La nuova costituzione è ispirata alla concezione cristiana [] La nuova costituzione offre alla corporazione la piú ampia autonomia. La nuova Austria avrà una direzione autoritaria; uomini

esperti della vita pubblica ed economica dirigeranno coscienziosi e risoluti le sorti del paese. Soltanto il Governo avrà l'iniziativa di emanare leggi ed in tempi eccezionali verranno affidati al

Presidente federale poteri eccezionali.


Accordi con la Chiesa cattolica, corporativismo, autorità risoluta, accentramento di poteri: queste le caratteristiche adatte per portare a " tempi migliori nella vita sociale dell'Austria" . Idee simili erano

già state espresse in un articolo dell'anno precedente60, commentando l'avvenuto concordato col Terzo Reich (concordato in cui si riponeva allora una grande speranza).
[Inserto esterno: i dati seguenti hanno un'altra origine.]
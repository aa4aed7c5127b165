//! Domain models for the design case catalog.
//!
//! This module contains the core domain types: catalogued records, their
//! identifiers and drafts, and the catalog configuration.

/// Record domain model and identifiers.
pub mod record;
pub use record::{Draft, Record, RecordId};

mod config;
pub use config::Config;
//! Command-line interface for the casebook design-reference catalog.

mod cli;

use clap::Parser;

fn main() -> anyhow::Result<()> {
    cli::Cli::parse().run()
}
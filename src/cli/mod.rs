//! Command Line Interface for orthodist.

pub mod args;
pub mod commands;
pub mod output;

// Re-export commonly used types
pub use args::*;
pub use commands::*;
pub use output::*;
Quel che di buono vi è nell'idea democratica, quel che di benefico si può trovare nello stesso programma socialista, le riforme sociali, la proprietà, il progresso della vita collettiva, non

possono essere salvati che dalla formazione di salde unità nazionali su cui domini una autorità capace di avvincere alla collaborazione, pel bene comune, tutte le classi sociali, tutte le forze

produttive, tutte le energie del lavoro e del pensiero. Lo Stato democratico parlamentare sta cedendo il posto a quello unitario corporativo. Noi cattolici che al bonum commune abbiamo

cercato, in tempi e tra esigenze diverse dalle attuali, e reagendo anche allora su un passato denso di errori, di piegare le istituzioni democratiche, non possiamo essere sordi alle voci che

ogni dove si levano oggi per invocare un'autorità che ponga fine alle troppo lunghe incertezze e assicurare alla civiltà le sue conquiste. La Chiesa ci è ancora una volta maestra []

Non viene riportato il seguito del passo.